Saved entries

################

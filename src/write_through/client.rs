// Copyright (c) 2025 Ronan LE MEILLAT, SCTG Development
// This file is part of the neasmart-gateway project and is licensed under the
// SCTG Development Non-Commercial License v1.0 (see LICENSE.md for details).

//! Mirror of accepted writes on the physical secondary device
//!
//! The controller periodically resynchronises its zones from the secondary
//! device, so a setpoint written only into the gateway would be overwritten.
//! [`WriteThroughClient`] repeats such writes on the device itself.
//!
//! ## Disable policy
//!
//! With `disable_on_error` set, the client stops attempting writes once
//! `max_consecutive_errors` writes in a row have exhausted their retries. It
//! re-enables itself after `error_reset_interval` has passed since the last
//! error, or immediately after any successful write.

use std::net::SocketAddr;
use std::time::{Duration, Instant};

use log::{debug, info, warn};
use parking_lot::Mutex;
use serde::Serialize;
use thiserror::Error;

use crate::modbus::client::{Endpoint, ModbusConnection, RequestError};
use crate::registers::SLAVE_ID_PRIMARY;

#[derive(Debug, Error, Clone, PartialEq)]
pub enum WriteThroughError {
    /// Statically disabled, or disabled by the error policy.
    #[error("write-through is disabled")]
    Disabled,

    #[error("write-through failed after {attempts} attempt(s): {last_error}")]
    Exhausted {
        attempts: u32,
        last_error: RequestError,
    },
}

#[derive(Debug, Clone, PartialEq)]
pub struct WriteThroughOptions {
    pub enabled: bool,
    pub device: SocketAddr,
    pub slave_id: u8,
    pub timeout: Duration,
    pub retry_attempts: u32,
    /// Fixed pause between two attempts of the same write.
    pub retry_delay: Duration,
    pub disable_on_error: bool,
    pub max_consecutive_errors: u32,
    pub error_reset_interval: Duration,
}

impl Default for WriteThroughOptions {
    fn default() -> Self {
        Self {
            enabled: false,
            device: SocketAddr::from(([192, 168, 1, 200], 502)),
            slave_id: SLAVE_ID_PRIMARY,
            timeout: Duration::from_secs(3),
            retry_attempts: 3,
            retry_delay: Duration::from_secs(1),
            disable_on_error: false,
            max_consecutive_errors: 3,
            error_reset_interval: Duration::from_secs(300),
        }
    }
}

/// Snapshot returned by [`WriteThroughClient::status`].
#[derive(Debug, Clone, PartialEq, Serialize)]
pub struct WriteThroughStatus {
    pub configured: bool,
    pub enabled: bool,
    pub device: String,
    pub consecutive_errors: u32,
    pub seconds_since_last_error: Option<f64>,
}

#[derive(Debug, Default)]
struct WriteThroughState {
    consecutive_errors: u32,
    last_error: Option<Instant>,
}

pub struct WriteThroughClient {
    options: WriteThroughOptions,
    connection: ModbusConnection,
    state: Mutex<WriteThroughState>,
}

impl WriteThroughClient {
    pub fn new(options: WriteThroughOptions) -> Self {
        let connection =
            ModbusConnection::new(Endpoint::Tcp(options.device), options.slave_id, options.timeout);
        Self {
            options,
            connection,
            state: Mutex::new(WriteThroughState::default()),
        }
    }

    pub fn options(&self) -> &WriteThroughOptions {
        &self.options
    }

    /// Whether a write would be attempted right now.
    pub fn is_enabled(&self) -> bool {
        if !self.options.enabled {
            return false;
        }
        if !self.options.disable_on_error {
            return true;
        }

        let mut state = self.state.lock();
        if state.consecutive_errors < self.options.max_consecutive_errors {
            return true;
        }
        match state.last_error {
            Some(at) if at.elapsed() >= self.options.error_reset_interval => {
                info!(
                    "Re-enabling write-through {:?} after the last error",
                    self.options.error_reset_interval
                );
                state.consecutive_errors = 0;
                true
            }
            _ => false,
        }
    }

    /// Write with the configured number of attempts.
    pub async fn write_register(&self, addr: u16, value: u16) -> Result<(), WriteThroughError> {
        self.write(addr, value, self.options.retry_attempts).await
    }

    /// Write `value` at `addr` on the device.
    ///
    /// ### Parameters
    ///
    /// * `addr` - Register address, usually a zone state or setpoint
    /// * `value` - Raw register word
    /// * `max_retries` - Total attempts, at least one is made
    ///
    /// ### Returns
    ///
    /// `Ok(())` on the first successful attempt. [`WriteThroughError::Disabled`]
    /// without touching the network when disabled, otherwise the last error
    /// once every attempt failed.
    pub async fn write(
        &self,
        addr: u16,
        value: u16,
        max_retries: u32,
    ) -> Result<(), WriteThroughError> {
        if !self.is_enabled() {
            debug!("Write-through disabled, skipping register {}", addr);
            return Err(WriteThroughError::Disabled);
        }

        let attempts = max_retries.max(1);
        let mut attempt = 0;
        loop {
            attempt += 1;
            debug!(
                "Write-through {} = {} to {} (attempt {}/{})",
                addr,
                value,
                self.connection.endpoint(),
                attempt,
                attempts
            );
            match self.connection.write_single_register(addr, value).await {
                Ok(()) => {
                    self.record_success();
                    info!("Write-through of register {} = {} succeeded", addr, value);
                    return Ok(());
                }
                Err(err) if attempt < attempts => {
                    warn!(
                        "Write-through of register {} failed (attempt {}/{}): {}",
                        addr, attempt, attempts, err
                    );
                    tokio::time::sleep(self.options.retry_delay).await;
                }
                Err(err) => {
                    self.record_failure();
                    return Err(WriteThroughError::Exhausted {
                        attempts: attempt,
                        last_error: err,
                    });
                }
            }
        }
    }

    pub fn status(&self) -> WriteThroughStatus {
        let enabled = self.is_enabled();
        let state = self.state.lock();
        WriteThroughStatus {
            configured: self.options.enabled,
            enabled,
            device: self.connection.endpoint().to_string(),
            consecutive_errors: state.consecutive_errors,
            seconds_since_last_error: state.last_error.map(|t| t.elapsed().as_secs_f64()),
        }
    }

    pub fn consecutive_errors(&self) -> u32 {
        self.state.lock().consecutive_errors
    }

    /// Clear the error count, re-enabling a client disabled by the policy.
    pub fn reset_errors(&self) {
        let mut state = self.state.lock();
        state.consecutive_errors = 0;
        state.last_error = None;
    }

    pub async fn close(&self) {
        self.connection.disconnect().await;
    }

    fn record_success(&self) {
        let mut state = self.state.lock();
        if state.consecutive_errors > 0 {
            debug!(
                "Write-through recovered after {} failed write(s)",
                state.consecutive_errors
            );
        }
        state.consecutive_errors = 0;
    }

    fn record_failure(&self) {
        let mut state = self.state.lock();
        state.consecutive_errors += 1;
        state.last_error = Some(Instant::now());
        if self.options.disable_on_error
            && state.consecutive_errors >= self.options.max_consecutive_errors
        {
            warn!(
                "Write-through disabled after {} consecutive errors",
                state.consecutive_errors
            );
        } else {
            warn!(
                "Write-through error count is now {}",
                state.consecutive_errors
            );
        }
    }
}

################

- **Aim of the task**:
Write out every record verbatim.

- **Response to this task**:
filename src/write_through/client.rs
// Copyright (c) 2025 Ronan LE MEILLAT, SCTG Development
// This file is part of the neasmart-gateway project and is licensed under the
// SCTG Development Non-Commercial License v1.0 (see LICENSE.md for details).

//! Mirror of accepted writes on the physical secondary device
//!
//! The controller periodically resynchronises its zones from the secondary
//! device, so a setpoint written only into the gateway would be overwritten.
//! [`WriteThroughClient`] repeats such writes on the device itself.
//!
//! ## Disable policy
//!
//! With `disable_on_error` set, the client stops attempting writes once
//! `max_consecutive_errors` writes in a row have exhausted their retries. It
//! re-enables itself after `error_reset_interval` has passed since the last
//! error, or immediately after any successful write.

use std::net::SocketAddr;
use std::time::{Duration, Instant};

use log::{debug, info, warn};
use parking_lot::Mutex;
use serde::Serialize;
use thiserror::Error;

use crate::modbus::client::{Endpoint, ModbusConnection, RequestError};
use crate::registers::SLAVE_ID_PRIMARY;

#[derive(Debug, Error, Clone, PartialEq)]
pub enum WriteThroughError {
    /// Statically disabled, or disabled by the error policy.
    #[error("write-through is disabled")]
    Disabled,

    #[error("write-through failed after {attempts} attempt(s): {last_error}")]
    Exhausted {
        attempts: u32,
        last_error: RequestError,
    },
}

#[derive(Debug, Clone, PartialEq)]
pub struct WriteThroughOptions {
    pub enabled: bool,
    pub device: SocketAddr,
    pub slave_id: u8,
    pub timeout: Duration,
    pub retry_attempts: u32,
    /// Fixed pause between two attempts of the same write.
    pub retry_delay: Duration,
    pub disable_on_error: bool,
    pub max_consecutive_errors: u32,
    pub error_reset_interval: Duration,
}

impl Default for WriteThroughOptions {
    fn default() -> Self {
        Self {
            enabled: false,
            device: SocketAddr::from(([192, 168, 1, 200], 502)),
            slave_id: SLAVE_ID_PRIMARY,
            timeout: Duration::from_secs(3),
            retry_attempts: 3,
            retry_delay: Duration::from_secs(1),
            disable_on_error: false,
            max_consecutive_errors: 3,
            error_reset_interval: Duration::from_secs(300),
        }
    }
}

/// Snapshot returned by [`WriteThroughClient::status`].
#[derive(Debug, Clone, PartialEq, Serialize)]
pub struct WriteThroughStatus {
    pub configured: bool,
    pub enabled: bool,
    pub device: String,
    pub consecutive_errors: u32,
    pub seconds_since_last_error: Option<f64>,
}

#[derive(Debug, Default)]
struct WriteThroughState {
    consecutive_errors: u32,
    last_error: Option<Instant>,
}

pub struct WriteThroughClient {
    options: WriteThroughOptions,
    connection: ModbusConnection,
    state: Mutex<WriteThroughState>,
}

impl WriteThroughClient {
    pub fn new(options: WriteThroughOptions) -> Self {
        let connection =
            ModbusConnection::new(Endpoint::Tcp(options.device), options.slave_id, options.timeout);
        Self {
            options,
            connection,
            state: Mutex::new(WriteThroughState::default()),
        }
    }

    pub fn options(&self) -> &WriteThroughOptions {
        &self.options
    }

    /// Whether a write would be attempted right now.
    pub fn is_enabled(&self) -> bool {
        if !self.options.enabled {
            return false;
        }
        if !self.options.disable_on_error {
            return true;
        }

        let mut state = self.state.lock();
        if state.consecutive_errors < self.options.max_consecutive_errors {
            return true;
        }
        match state.last_error {
            Some(at) if at.elapsed() >= self.options.error_reset_interval => {
                info!(
                    "Re-enabling write-through {:?} after the last error",
                    self.options.error_reset_interval
                );
                state.consecutive_errors = 0;
                true
            }
            _ => false,
        }
    }

    /// Write with the configured number of attempts.
    pub async fn write_register(&self, addr: u16, value: u16) -> Result<(), WriteThroughError> {
        self.write(addr, value, self.options.retry_attempts).await
    }

    /// Write `value` at `addr` on the device.
    ///
    /// ### Parameters
    ///
    /// * `addr` - Register address, usually a zone state or setpoint
    /// * `value` - Raw register word
    /// * `max_retries` - Total attempts, at least one is made
    ///
    /// ### Returns
    ///
    /// `Ok(())` on the first successful attempt. [`WriteThroughError::Disabled`]
    /// without touching the network when disabled, otherwise the last error
    /// once every attempt failed.
    pub async fn write(
        &self,
        addr: u16,
        value: u16,
        max_retries: u32,
    ) -> Result<(), WriteThroughError> {
        if !self.is_enabled() {
            debug!("Write-through disabled, skipping register {}", addr);
            return Err(WriteThroughError::Disabled);
        }

        let attempts = max_retries.max(1);
        let mut attempt = 0;
        loop {
            attempt += 1;
            debug!(
                "Write-through {} = {} to {} (attempt {}/{})",
                addr,
                value,
                self.connection.endpoint(),
                attempt,
                attempts
            );
            match self.connection.write_single_register(addr, value).await {
                Ok(()) => {
                    self.record_success();
                    info!("Write-through of register {} = {} succeeded", addr, value);
                    return Ok(());
                }
                Err(err) if attempt < attempts => {
                    warn!(
                        "Write-through of register {} failed (attempt {}/{}): {}",
                        addr, attempt, attempts, err
                    );
                    tokio::time::sleep(self.options.retry_delay).await;
                }
                Err(err) => {
                    self.record_failure();
                    return Err(WriteThroughError::Exhausted {
                        attempts: attempt,
                        last_error: err,
                    });
                }
            }
        }
    }

    pub fn status(&self) -> WriteThroughStatus {
        let enabled = self.is_enabled();
        let state = self.state.lock();
        WriteThroughStatus {
            configured: self.options.enabled,
            enabled,
            device: self.connection.endpoint().to_string(),
            consecutive_errors: state.consecutive_errors,
            seconds_since_last_error: state.last_error.map(|t| t.elapsed().as_secs_f64()),
        }
    }

    pub fn consecutive_errors(&self) -> u32 {
        self.state.lock().consecutive_errors
    }

    /// Clear the error count, re-enabling a client disabled by the policy.
    pub fn reset_errors(&self) {
        let mut state = self.state.lock();
        state.consecutive_errors = 0;
        state.last_error = None;
    }

    pub async fn close(&self) {
        self.connection.disconnect().await;
    }

    fn record_success(&self) {
        let mut state = self.state.lock();
        if state.consecutive_errors > 0 {
            debug!(
                "Write-through recovered after {} failed write(s)",
                state.consecutive_errors
            );
        }
        state.consecutive_errors = 0;
    }

    fn record_failure(&self) {
        let mut state = self.state.lock();
        state.consecutive_errors += 1;
        state.last_error = Some(Instant::now());
        if self.options.disable_on_error
            && state.consecutive_errors >= self.options.max_consecutive_errors
        {
            warn!(
                "Write-through disabled after {} consecutive errors",
                state.consecutive_errors
            );
        } else {
            warn!(
                "Write-through error count is now {}",
                state.consecutive_errors
            );
        }
    }
}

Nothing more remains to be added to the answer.